Prediction of 1-RM strength for the half squat was determined based on the protocol described by Baechle et al. [31]. In brief, subjects jogged for 5 min on a treadmill followed by lower/upper limb light stretching exercises and two light resistance warm-up sets. After 1 min of rest, the subjects executed a load of 87%~93% of the predicted 1-RM through the full range of motion. After each successful performance, the load was increased in increments of 14–18 kg until only one successful repetition could be completed. Four-min rests were given between each test. The increase or decrease in the load continued until the subject was able to complete one repetition with the proper exercise technique. Ideally, the subject’s 1-RM was measured within five testing sets.
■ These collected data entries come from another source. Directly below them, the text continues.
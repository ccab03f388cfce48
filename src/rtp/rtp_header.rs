use byteorder::{BigEndian, ByteOrder};

use super::config::{RTP_FIXED_HEADER_LEN, RTP_VERSION};
use super::rtp_error::RtpError;
use super::rtp_header_extension::RtpHeaderExtension;

/// RTP fixed header plus CSRC list and optional extension.
#[derive(Debug, Clone, PartialEq, Eq)]
pub struct RtpHeader {
    pub version: u8, // must be 2
    pub padding: bool,
    pub extension: bool,
    pub marker: bool,
    pub payload_type: u8, // 7 bits
    pub sequence_number: u16,
    pub timestamp: u32,
    pub ssrc: u32,
    pub csrcs: Vec<u32>,
    pub header_extension: Option<RtpHeaderExtension>,
}

impl RtpHeader {
    #[must_use]
    pub fn new(payload_type: u8, sequence_number: u16, timestamp: u32, ssrc: u32) -> Self {
        Self {
            version: RTP_VERSION,
            padding: false,
            extension: false,
            marker: false,
            payload_type,
            sequence_number,
            timestamp,
            ssrc,
            csrcs: Vec::new(),
            header_extension: None,
        }
    }

    #[must_use]
    pub fn with_marker(mut self, marker: bool) -> Self {
        self.marker = marker;
        self
    }

    #[must_use]
    pub fn with_csrcs(mut self, csrcs: Vec<u32>) -> Self {
        self.csrcs = csrcs;
        self
    }

    #[must_use]
    pub fn with_extension(mut self, ext: Option<RtpHeaderExtension>) -> Self {
        self.extension = ext.is_some();
        self.header_extension = ext;
        self
    }
}

/// Borrowed view over a validated RTP header.
///
/// The hot path parses every ingress datagram; this view reads the fixed
/// fields and computes the header length without copying the CSRC list or
/// extension data out of the buffer.
#[derive(Debug, Clone, Copy, PartialEq, Eq)]
pub struct RtpHeaderView {
    pub padding: bool,
    pub extension: bool,
    pub marker: bool,
    pub payload_type: u8,
    pub sequence_number: u16,
    pub timestamp: u32,
    pub ssrc: u32,
    pub csrc_count: u8,
    /// Bytes from the start of the packet to the first payload byte.
    pub header_len: usize,
}

impl RtpHeaderView {
    /// Validates and reads the header of `buf`.
    ///
    /// Rejects version ≠ 2 and any declared header length (CSRCs plus
    /// extension) that exceeds the packet length.
    ///
    /// # Errors
    /// [`RtpError`] describing the first malformation found.
    pub fn parse(buf: &[u8]) -> Result<Self, RtpError> {
        if buf.len() < RTP_FIXED_HEADER_LEN {
            return Err(RtpError::TooShort);
        }

        let vpxcc = buf[0];
        let version = (vpxcc >> 6) & 0b11;
        if version != RTP_VERSION {
            return Err(RtpError::BadVersion(version));
        }
        let padding = ((vpxcc >> 5) & 1) != 0;
        let extension = ((vpxcc >> 4) & 1) != 0;
        let csrc_count = vpxcc & 0x0F;

        let m_pt = buf[1];
        let marker = (m_pt >> 7) != 0;
        let payload_type = m_pt & 0x7F;

        let sequence_number = BigEndian::read_u16(&buf[2..4]);
        let timestamp = BigEndian::read_u32(&buf[4..8]);
        let ssrc = BigEndian::read_u32(&buf[8..12]);

        let mut header_len = RTP_FIXED_HEADER_LEN + usize::from(csrc_count) * 4;
        if buf.len() < header_len {
            return Err(RtpError::CsrcCountMismatch {
                expected: usize::from(csrc_count),
                buf_left: buf.len().saturating_sub(RTP_FIXED_HEADER_LEN),
            });
        }

        if extension {
            if buf.len() < header_len + 4 {
                return Err(RtpError::HeaderExtensionTooShort);
            }
            let ext_words = BigEndian::read_u16(&buf[header_len + 2..header_len + 4]);
            header_len += 4 + usize::from(ext_words) * 4;
            if buf.len() < header_len {
                return Err(RtpError::HeaderExtensionTooShort);
            }
        }

        Ok(Self {
            padding,
            extension,
            marker,
            payload_type,
            sequence_number,
            timestamp,
            ssrc,
            csrc_count,
            header_len,
        })
    }

    /// Payload slice of `buf`, excluding any trailing padding.
    ///
    /// `buf` must be the same packet this view was parsed from.
    pub fn payload<'a>(&self, buf: &'a [u8]) -> Result<&'a [u8], RtpError> {
        let mut end = buf.len();
        if self.padding {
            if end <= self.header_len {
                return Err(RtpError::PaddingTooShort);
            }
            let pad = usize::from(buf[end - 1]);
            if pad == 0 || pad > end - self.header_len {
                return Err(RtpError::PaddingTooShort);
            }
            end -= pad;
        }
        buf.get(self.header_len..end).ok_or(RtpError::TooShort)
    }
}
2.8. Anthropometric Measurements

All subjects visited the laboratory in the morning for anthropometric measurements included body height, body mass, fat-free mass and body fat percentage. Standing body height without shoes and socks was measured to the nearest 0.1 cm with a height scale. Body mass, lean body mass and body fat percentages of participants were measured using a bioelectrical impedance instrument (InBody 3.0, Biospace, Seoul, Korea) with standard methods to assess body composition.
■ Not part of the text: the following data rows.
// RFC 3711 §4.3.2 key-derivation labels.
pub const SRTP_LABEL_ENCRYPTION: u8 = 0x00;
pub const SRTP_LABEL_AUTH: u8 = 0x01;
pub const SRTP_LABEL_SALT: u8 = 0x02;
pub const SRTCP_LABEL_ENCRYPTION: u8 = 0x03;
pub const SRTCP_LABEL_AUTH: u8 = 0x04;
pub const SRTCP_LABEL_SALT: u8 = 0x05;

// SRTP_AES128_CM_SHA1_80 constants
pub const MASTER_KEY_LEN: usize = 16; // 128 bits
pub const MASTER_SALT_LEN: usize = 14; // 112 bits
pub const SESSION_KEY_LEN: usize = 16; // 128 bits
pub const SESSION_AUTH_LEN: usize = 20; // 160 bits (SHA1)
pub const SESSION_SALT_LEN: usize = 14; // 112 bits
pub const AUTH_TAG_LEN: usize = 10; // 80 bits truncated

// SRTCP trailer: 31-bit index word with the E bit on top.
pub const SRTCP_INDEX_LEN: usize = 4;
pub const SRTCP_E_BIT: u32 = 0x8000_0000;

// Replay protection window size (64 packets)
pub const REPLAY_WINDOW_SIZE: u64 = 64;
use std::{fmt, str::FromStr};

/// ICE candidate types (RFC 8445 §4). This agent only gathers host
/// candidates, but remote descriptions may carry any of them.
#[derive(Debug, Clone, Copy, PartialEq, Eq)]
pub enum CandidateType {
    Host,
    ServerReflexive,
    PeerReflexive,
    Relayed,
}

impl CandidateType {
    /// Type preference of RFC 8445 §5.1.2.2 (host highest).
    #[must_use]
    pub const fn preference(self) -> u32 {
        match self {
            Self::Host => 126,
            Self::PeerReflexive => 110,
            Self::ServerReflexive => 100,
            Self::Relayed => 0,
        }
    }
}

impl fmt::Display for CandidateType {
    fn fmt(&self, f: &mut fmt::Formatter<'_>) -> fmt::Result {
        match self {
            Self::Host => f.write_str("host"),
            Self::ServerReflexive => f.write_str("srflx"),
            Self::PeerReflexive => f.write_str("prflx"),
            Self::Relayed => f.write_str("relay"),
        }
    }
}

impl FromStr for CandidateType {
    type Err = ();

    fn from_str(s: &str) -> Result<Self, Self::Err> {
        match s {
            "host" => Ok(Self::Host),
            "srflx" => Ok(Self::ServerReflexive),
            "prflx" => Ok(Self::PeerReflexive),
            "relay" => Ok(Self::Relayed),
            _ => Err(()),
        }
    }
}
2.9. Blood Creatine Kinase (CK) Analysis

Before the experiment for complex training bouts, the subjects rested for approximately 10 min in a seated position, and approximately 50-μL capillary blood from the fingertip of the subjects was collected into a heparinized capillary tube using an automatic lancet device. After the complex training bout, blood samples from the fingertip were also drawn immediately, 24-h, and 48-h post-exercise. Blood samples were centrifuged at 3000 rpm for 3 min at room temperature and then immediately pipetted to CK test slide (Fuji Dri-Chem Slide CPK, Fujifilm, Tokyo, Japan) and analysed using the Fuji Dri-Chem analyser system (Fuji Dri-Chem 4000i, Fujifilm, Tokyo, Japan).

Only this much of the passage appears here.